=== Task goal ===
Whenever a line in the entries includes the word "through", copy that line out.

** Opening Listed records block **

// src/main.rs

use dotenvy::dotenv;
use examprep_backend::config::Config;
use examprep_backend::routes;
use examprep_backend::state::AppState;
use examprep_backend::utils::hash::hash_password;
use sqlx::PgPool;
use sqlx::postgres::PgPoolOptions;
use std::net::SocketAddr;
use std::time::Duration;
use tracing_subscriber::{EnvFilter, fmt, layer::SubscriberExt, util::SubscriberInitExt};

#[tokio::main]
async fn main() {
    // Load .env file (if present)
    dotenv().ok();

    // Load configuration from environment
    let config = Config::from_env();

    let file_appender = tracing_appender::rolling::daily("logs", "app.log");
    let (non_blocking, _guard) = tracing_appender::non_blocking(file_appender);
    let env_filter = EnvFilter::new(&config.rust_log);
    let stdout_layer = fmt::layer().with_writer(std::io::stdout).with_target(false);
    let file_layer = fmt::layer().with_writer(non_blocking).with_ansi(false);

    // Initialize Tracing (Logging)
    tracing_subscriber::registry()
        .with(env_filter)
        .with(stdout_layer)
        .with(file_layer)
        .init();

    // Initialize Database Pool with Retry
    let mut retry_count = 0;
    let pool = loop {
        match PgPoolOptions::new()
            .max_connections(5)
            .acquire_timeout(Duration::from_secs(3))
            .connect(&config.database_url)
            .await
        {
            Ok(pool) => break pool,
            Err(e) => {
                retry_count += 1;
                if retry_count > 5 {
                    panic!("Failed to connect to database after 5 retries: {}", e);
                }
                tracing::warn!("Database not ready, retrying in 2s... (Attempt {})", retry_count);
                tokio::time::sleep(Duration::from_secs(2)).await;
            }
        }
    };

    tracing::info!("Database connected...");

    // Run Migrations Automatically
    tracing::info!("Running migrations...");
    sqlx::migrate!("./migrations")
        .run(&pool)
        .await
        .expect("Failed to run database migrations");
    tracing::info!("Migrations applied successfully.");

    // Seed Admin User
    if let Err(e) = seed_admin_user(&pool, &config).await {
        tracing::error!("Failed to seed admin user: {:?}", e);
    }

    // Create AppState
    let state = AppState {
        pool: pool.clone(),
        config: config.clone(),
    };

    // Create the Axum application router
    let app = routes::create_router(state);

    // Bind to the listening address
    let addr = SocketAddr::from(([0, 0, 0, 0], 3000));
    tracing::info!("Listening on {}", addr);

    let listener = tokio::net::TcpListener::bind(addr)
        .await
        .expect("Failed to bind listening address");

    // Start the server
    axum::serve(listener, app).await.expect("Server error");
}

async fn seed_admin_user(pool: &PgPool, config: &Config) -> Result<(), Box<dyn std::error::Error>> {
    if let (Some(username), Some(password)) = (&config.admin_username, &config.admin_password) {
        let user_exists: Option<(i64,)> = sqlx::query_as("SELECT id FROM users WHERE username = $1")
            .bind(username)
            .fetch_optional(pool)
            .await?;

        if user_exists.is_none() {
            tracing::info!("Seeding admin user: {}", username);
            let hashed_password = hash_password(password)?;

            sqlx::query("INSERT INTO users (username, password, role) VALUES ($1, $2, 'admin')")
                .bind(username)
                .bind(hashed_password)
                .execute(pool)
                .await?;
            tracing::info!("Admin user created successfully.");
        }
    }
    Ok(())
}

** Closing Listed records block **
** Opening Listed records block **

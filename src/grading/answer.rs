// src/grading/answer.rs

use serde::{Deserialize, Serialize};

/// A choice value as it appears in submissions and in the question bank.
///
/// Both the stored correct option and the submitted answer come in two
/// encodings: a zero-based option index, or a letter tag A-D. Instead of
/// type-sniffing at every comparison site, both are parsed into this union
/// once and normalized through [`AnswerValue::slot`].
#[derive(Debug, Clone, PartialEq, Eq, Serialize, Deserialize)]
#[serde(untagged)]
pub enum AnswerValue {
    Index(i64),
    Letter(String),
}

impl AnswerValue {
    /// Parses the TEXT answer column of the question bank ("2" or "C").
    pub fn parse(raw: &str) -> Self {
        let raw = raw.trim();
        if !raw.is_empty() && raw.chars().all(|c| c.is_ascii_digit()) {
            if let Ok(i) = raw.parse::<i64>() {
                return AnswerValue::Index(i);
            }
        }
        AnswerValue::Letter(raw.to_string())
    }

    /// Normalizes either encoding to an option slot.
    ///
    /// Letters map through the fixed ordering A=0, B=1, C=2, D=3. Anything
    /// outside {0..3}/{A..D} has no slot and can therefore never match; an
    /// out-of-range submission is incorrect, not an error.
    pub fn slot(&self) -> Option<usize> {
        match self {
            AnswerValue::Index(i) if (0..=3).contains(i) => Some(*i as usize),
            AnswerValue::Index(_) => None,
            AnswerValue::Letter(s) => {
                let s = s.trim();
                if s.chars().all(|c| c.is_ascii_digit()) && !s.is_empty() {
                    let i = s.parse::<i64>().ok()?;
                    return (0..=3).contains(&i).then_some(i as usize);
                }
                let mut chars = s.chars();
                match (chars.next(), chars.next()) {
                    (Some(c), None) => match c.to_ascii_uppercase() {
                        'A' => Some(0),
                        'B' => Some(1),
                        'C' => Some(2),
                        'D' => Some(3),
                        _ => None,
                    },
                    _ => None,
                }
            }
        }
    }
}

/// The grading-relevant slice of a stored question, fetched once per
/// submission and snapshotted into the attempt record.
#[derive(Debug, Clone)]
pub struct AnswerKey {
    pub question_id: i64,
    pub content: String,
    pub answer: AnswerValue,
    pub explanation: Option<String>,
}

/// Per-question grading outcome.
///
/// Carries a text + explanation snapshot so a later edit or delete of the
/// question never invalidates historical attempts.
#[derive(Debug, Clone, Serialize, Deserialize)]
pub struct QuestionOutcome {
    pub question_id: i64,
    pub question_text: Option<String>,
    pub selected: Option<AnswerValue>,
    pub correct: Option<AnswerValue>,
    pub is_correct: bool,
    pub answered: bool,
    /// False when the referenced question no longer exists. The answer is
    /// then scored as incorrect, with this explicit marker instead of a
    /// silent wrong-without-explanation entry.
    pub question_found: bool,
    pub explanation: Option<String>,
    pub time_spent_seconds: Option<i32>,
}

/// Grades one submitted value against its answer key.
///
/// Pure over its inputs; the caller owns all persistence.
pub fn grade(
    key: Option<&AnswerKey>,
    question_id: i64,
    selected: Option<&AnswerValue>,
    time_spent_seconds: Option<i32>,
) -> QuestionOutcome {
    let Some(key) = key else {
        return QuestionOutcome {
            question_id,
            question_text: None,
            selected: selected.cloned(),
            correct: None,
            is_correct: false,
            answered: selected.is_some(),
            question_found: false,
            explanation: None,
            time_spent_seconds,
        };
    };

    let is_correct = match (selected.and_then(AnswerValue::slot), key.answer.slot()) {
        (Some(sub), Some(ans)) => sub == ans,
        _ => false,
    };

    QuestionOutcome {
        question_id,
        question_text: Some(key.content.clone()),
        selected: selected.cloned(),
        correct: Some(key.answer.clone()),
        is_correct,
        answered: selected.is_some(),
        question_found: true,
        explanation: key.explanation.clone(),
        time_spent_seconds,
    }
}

** Closing Listed records block **

=== Problem solution ===
/// once and normalized through [`AnswerValue::slot`].
    /// Letters map through the fixed ordering A=0, B=1, C=2, D=3. Anything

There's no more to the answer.